All of the data below is to be output exactly as written.
===== Data records =====
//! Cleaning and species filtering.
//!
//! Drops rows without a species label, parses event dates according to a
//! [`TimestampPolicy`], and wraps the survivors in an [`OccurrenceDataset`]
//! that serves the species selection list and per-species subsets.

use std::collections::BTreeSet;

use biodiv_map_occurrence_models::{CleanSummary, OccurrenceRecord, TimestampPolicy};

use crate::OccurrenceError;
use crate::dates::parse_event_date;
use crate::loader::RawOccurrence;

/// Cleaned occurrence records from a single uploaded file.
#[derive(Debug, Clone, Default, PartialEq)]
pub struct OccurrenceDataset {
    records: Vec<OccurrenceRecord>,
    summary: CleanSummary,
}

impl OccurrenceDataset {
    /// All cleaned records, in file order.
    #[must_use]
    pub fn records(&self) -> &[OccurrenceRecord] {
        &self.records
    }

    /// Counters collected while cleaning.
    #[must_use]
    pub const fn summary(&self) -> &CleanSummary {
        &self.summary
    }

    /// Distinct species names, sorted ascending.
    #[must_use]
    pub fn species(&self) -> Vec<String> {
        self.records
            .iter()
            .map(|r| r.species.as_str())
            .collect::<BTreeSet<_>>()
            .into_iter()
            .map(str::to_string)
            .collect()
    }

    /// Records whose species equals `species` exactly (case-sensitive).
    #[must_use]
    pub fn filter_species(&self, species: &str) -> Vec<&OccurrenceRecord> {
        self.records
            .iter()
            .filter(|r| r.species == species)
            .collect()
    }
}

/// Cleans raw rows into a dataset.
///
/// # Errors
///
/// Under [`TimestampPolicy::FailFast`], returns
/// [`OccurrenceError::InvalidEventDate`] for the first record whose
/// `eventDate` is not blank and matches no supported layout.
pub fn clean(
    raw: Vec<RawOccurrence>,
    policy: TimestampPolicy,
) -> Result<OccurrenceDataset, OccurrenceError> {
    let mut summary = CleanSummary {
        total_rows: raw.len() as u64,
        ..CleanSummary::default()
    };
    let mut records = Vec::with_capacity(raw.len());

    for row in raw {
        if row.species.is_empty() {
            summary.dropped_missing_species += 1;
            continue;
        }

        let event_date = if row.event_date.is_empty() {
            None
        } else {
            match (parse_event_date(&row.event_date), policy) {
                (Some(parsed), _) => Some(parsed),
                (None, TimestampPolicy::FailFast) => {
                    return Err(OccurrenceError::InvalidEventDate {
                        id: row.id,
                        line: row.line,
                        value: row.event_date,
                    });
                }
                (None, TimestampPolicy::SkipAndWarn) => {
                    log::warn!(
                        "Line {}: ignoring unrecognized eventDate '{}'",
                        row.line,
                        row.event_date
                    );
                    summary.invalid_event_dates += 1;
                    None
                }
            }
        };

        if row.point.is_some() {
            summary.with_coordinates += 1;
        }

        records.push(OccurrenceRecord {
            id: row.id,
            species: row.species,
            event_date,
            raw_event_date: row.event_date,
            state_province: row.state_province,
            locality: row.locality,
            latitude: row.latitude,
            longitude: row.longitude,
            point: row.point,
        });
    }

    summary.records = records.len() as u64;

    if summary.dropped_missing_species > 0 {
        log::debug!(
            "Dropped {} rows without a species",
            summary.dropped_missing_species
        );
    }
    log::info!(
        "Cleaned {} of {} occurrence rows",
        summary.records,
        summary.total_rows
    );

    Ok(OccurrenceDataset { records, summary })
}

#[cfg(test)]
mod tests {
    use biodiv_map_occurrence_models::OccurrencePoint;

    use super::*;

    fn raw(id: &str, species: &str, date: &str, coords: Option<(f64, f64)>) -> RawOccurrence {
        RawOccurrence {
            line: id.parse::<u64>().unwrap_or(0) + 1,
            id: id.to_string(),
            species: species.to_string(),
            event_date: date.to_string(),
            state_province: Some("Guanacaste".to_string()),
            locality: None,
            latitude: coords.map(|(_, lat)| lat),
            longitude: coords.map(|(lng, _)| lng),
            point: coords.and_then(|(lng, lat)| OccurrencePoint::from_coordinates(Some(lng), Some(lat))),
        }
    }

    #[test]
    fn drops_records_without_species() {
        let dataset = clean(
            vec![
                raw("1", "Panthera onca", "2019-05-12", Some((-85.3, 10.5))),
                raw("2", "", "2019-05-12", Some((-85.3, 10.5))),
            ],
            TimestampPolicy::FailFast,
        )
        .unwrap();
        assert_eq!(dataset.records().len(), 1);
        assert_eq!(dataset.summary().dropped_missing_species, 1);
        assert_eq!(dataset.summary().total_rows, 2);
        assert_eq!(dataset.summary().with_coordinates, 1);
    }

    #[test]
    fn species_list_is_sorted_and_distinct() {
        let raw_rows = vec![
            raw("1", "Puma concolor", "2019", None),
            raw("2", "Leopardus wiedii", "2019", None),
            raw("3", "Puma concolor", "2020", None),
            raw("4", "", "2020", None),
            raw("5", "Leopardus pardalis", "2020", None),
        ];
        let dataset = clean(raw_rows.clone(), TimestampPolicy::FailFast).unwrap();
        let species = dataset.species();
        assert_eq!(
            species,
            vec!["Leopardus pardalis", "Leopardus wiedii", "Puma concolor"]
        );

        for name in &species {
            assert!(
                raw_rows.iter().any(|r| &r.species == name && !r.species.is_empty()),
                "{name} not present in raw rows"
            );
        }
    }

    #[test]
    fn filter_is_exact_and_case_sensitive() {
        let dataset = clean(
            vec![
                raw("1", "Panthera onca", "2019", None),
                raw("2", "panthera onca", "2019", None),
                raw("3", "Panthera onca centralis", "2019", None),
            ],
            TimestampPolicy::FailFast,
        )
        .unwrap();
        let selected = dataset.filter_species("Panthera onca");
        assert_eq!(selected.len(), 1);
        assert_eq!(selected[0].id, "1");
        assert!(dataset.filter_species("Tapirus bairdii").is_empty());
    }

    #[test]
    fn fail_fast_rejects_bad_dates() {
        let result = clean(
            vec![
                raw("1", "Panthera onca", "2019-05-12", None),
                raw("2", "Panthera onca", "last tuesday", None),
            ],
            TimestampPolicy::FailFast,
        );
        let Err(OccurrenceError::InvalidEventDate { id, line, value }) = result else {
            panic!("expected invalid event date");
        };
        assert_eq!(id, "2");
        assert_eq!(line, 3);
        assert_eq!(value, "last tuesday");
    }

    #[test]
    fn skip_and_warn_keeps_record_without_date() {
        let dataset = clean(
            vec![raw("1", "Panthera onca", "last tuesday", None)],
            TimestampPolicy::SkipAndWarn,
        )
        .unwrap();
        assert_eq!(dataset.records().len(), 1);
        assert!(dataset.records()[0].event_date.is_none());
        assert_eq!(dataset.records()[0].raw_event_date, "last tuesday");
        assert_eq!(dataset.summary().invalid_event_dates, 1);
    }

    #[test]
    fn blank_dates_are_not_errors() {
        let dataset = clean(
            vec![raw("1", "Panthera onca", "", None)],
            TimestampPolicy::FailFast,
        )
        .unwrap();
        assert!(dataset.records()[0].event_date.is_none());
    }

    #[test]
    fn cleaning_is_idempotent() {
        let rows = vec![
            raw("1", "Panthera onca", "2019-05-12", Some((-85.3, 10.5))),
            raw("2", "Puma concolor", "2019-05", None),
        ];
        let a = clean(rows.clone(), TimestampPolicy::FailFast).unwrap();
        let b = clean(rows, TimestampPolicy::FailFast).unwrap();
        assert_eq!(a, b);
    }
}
=====
-- Task response --
//! Cleaning and species filtering.
//!
//! Drops rows without a species label, parses event dates according to a
//! [`TimestampPolicy`], and wraps the survivors in an [`OccurrenceDataset`]
//! that serves the species selection list and per-species subsets.

use std::collections::BTreeSet;

use biodiv_map_occurrence_models::{CleanSummary, OccurrenceRecord, TimestampPolicy};

use crate::OccurrenceError;
use crate::dates::parse_event_date;
use crate::loader::RawOccurrence;

/// Cleaned occurrence records from a single uploaded file.
#[derive(Debug, Clone, Default, PartialEq)]
pub struct OccurrenceDataset {
    records: Vec<OccurrenceRecord>,
    summary: CleanSummary,
}

impl OccurrenceDataset {
    /// All cleaned records, in file order.
    #[must_use]
    pub fn records(&self) -> &[OccurrenceRecord] {
        &self.records
    }

    /// Counters collected while cleaning.
    #[must_use]
    pub const fn summary(&self) -> &CleanSummary {
        &self.summary
    }

    /// Distinct species names, sorted ascending.
    #[must_use]
    pub fn species(&self) -> Vec<String> {
        self.records
            .iter()
            .map(|r| r.species.as_str())
            .collect::<BTreeSet<_>>()
            .into_iter()
            .map(str::to_string)
            .collect()
    }

    /// Records whose species equals `species` exactly (case-sensitive).
    #[must_use]
    pub fn filter_species(&self, species: &str) -> Vec<&OccurrenceRecord> {
        self.records
            .iter()
            .filter(|r| r.species == species)
            .collect()
    }
}

/// Cleans raw rows into a dataset.
///
/// # Errors
///
/// Under [`TimestampPolicy::FailFast`], returns
/// [`OccurrenceError::InvalidEventDate`] for the first record whose
/// `eventDate` is not blank and matches no supported layout.
pub fn clean(
    raw: Vec<RawOccurrence>,
    policy: TimestampPolicy,
) -> Result<OccurrenceDataset, OccurrenceError> {
    let mut summary = CleanSummary {
        total_rows: raw.len() as u64,
        ..CleanSummary::default()
    };
    let mut records = Vec::with_capacity(raw.len());

    for row in raw {
        if row.species.is_empty() {
            summary.dropped_missing_species += 1;
            continue;
        }

        let event_date = if row.event_date.is_empty() {
            None
        } else {
            match (parse_event_date(&row.event_date), policy) {
                (Some(parsed), _) => Some(parsed),
                (None, TimestampPolicy::FailFast) => {
                    return Err(OccurrenceError::InvalidEventDate {
                        id: row.id,
                        line: row.line,
                        value: row.event_date,
                    });
                }
                (None, TimestampPolicy::SkipAndWarn) => {
                    log::warn!(
                        "Line {}: ignoring unrecognized eventDate '{}'",
                        row.line,
                        row.event_date
                    );
                    summary.invalid_event_dates += 1;
                    None
                }
            }
        };

        if row.point.is_some() {
            summary.with_coordinates += 1;
        }

        records.push(OccurrenceRecord {
            id: row.id,
            species: row.species,
            event_date,
            raw_event_date: row.event_date,
            state_province: row.state_province,
            locality: row.locality,
            latitude: row.latitude,
            longitude: row.longitude,
            point: row.point,
        });
    }

    summary.records = records.len() as u64;

    if summary.dropped_missing_species > 0 {
        log::debug!(
            "Dropped {} rows without a species",
            summary.dropped_missing_species
        );
    }
    log::info!(
        "Cleaned {} of {} occurrence rows",
        summary.records,
        summary.total_rows
    );

    Ok(OccurrenceDataset { records, summary })
}

#[cfg(test)]
mod tests {
    use biodiv_map_occurrence_models::OccurrencePoint;

    use super::*;

    fn raw(id: &str, species: &str, date: &str, coords: Option<(f64, f64)>) -> RawOccurrence {
        RawOccurrence {
            line: id.parse::<u64>().unwrap_or(0) + 1,
            id: id.to_string(),
            species: species.to_string(),
            event_date: date.to_string(),
            state_province: Some("Guanacaste".to_string()),
            locality: None,
            latitude: coords.map(|(_, lat)| lat),
            longitude: coords.map(|(lng, _)| lng),
            point: coords.and_then(|(lng, lat)| OccurrencePoint::from_coordinates(Some(lng), Some(lat))),
        }
    }

    #[test]
    fn drops_records_without_species() {
        let dataset = clean(
            vec![
                raw("1", "Panthera onca", "2019-05-12", Some((-85.3, 10.5))),
                raw("2", "", "2019-05-12", Some((-85.3, 10.5))),
            ],
            TimestampPolicy::FailFast,
        )
        .unwrap();
        assert_eq!(dataset.records().len(), 1);
        assert_eq!(dataset.summary().dropped_missing_species, 1);
        assert_eq!(dataset.summary().total_rows, 2);
        assert_eq!(dataset.summary().with_coordinates, 1);
    }

    #[test]
    fn species_list_is_sorted_and_distinct() {
        let raw_rows = vec![
            raw("1", "Puma concolor", "2019", None),
            raw("2", "Leopardus wiedii", "2019", None),
            raw("3", "Puma concolor", "2020", None),
            raw("4", "", "2020", None),
            raw("5", "Leopardus pardalis", "2020", None),
        ];
        let dataset = clean(raw_rows.clone(), TimestampPolicy::FailFast).unwrap();
        let species = dataset.species();
        assert_eq!(
            species,
            vec!["Leopardus pardalis", "Leopardus wiedii", "Puma concolor"]
        );

        for name in &species {
            assert!(
                raw_rows.iter().any(|r| &r.species == name && !r.species.is_empty()),
                "{name} not present in raw rows"
            );
        }
    }

    #[test]
    fn filter_is_exact_and_case_sensitive() {
        let dataset = clean(
            vec![
                raw("1", "Panthera onca", "2019", None),
                raw("2", "panthera onca", "2019", None),
                raw("3", "Panthera onca centralis", "2019", None),
            ],
            TimestampPolicy::FailFast,
        )
        .unwrap();
        let selected = dataset.filter_species("Panthera onca");
        assert_eq!(selected.len(), 1);
        assert_eq!(selected[0].id, "1");
        assert!(dataset.filter_species("Tapirus bairdii").is_empty());
    }

    #[test]
    fn fail_fast_rejects_bad_dates() {
        let result = clean(
            vec![
                raw("1", "Panthera onca", "2019-05-12", None),
                raw("2", "Panthera onca", "last tuesday", None),
            ],
            TimestampPolicy::FailFast,
        );
        let Err(OccurrenceError::InvalidEventDate { id, line, value }) = result else {
            panic!("expected invalid event date");
        };
        assert_eq!(id, "2");
        assert_eq!(line, 3);
        assert_eq!(value, "last tuesday");
    }

    #[test]
    fn skip_and_warn_keeps_record_without_date() {
        let dataset = clean(
            vec![raw("1", "Panthera onca", "last tuesday", None)],
            TimestampPolicy::SkipAndWarn,
        )
        .unwrap();
        assert_eq!(dataset.records().len(), 1);
        assert!(dataset.records()[0].event_date.is_none());
        assert_eq!(dataset.records()[0].raw_event_date, "last tuesday");
        assert_eq!(dataset.summary().invalid_event_dates, 1);
    }

    #[test]
    fn blank_dates_are_not_errors() {
        let dataset = clean(
            vec![raw("1", "Panthera onca", "", None)],
            TimestampPolicy::FailFast,
        )
        .unwrap();
        assert!(dataset.records()[0].event_date.is_none());
    }

    #[test]
    fn cleaning_is_idempotent() {
        let rows = vec![
            raw("1", "Panthera onca", "2019-05-12", Some((-85.3, 10.5))),
            raw("2", "Puma concolor", "2019-05", None),
        ];
        let a = clean(rows.clone(), TimestampPolicy::FailFast).unwrap();
        let b = clean(rows, TimestampPolicy::FailFast).unwrap();
        assert_eq!(a, b);
    }
}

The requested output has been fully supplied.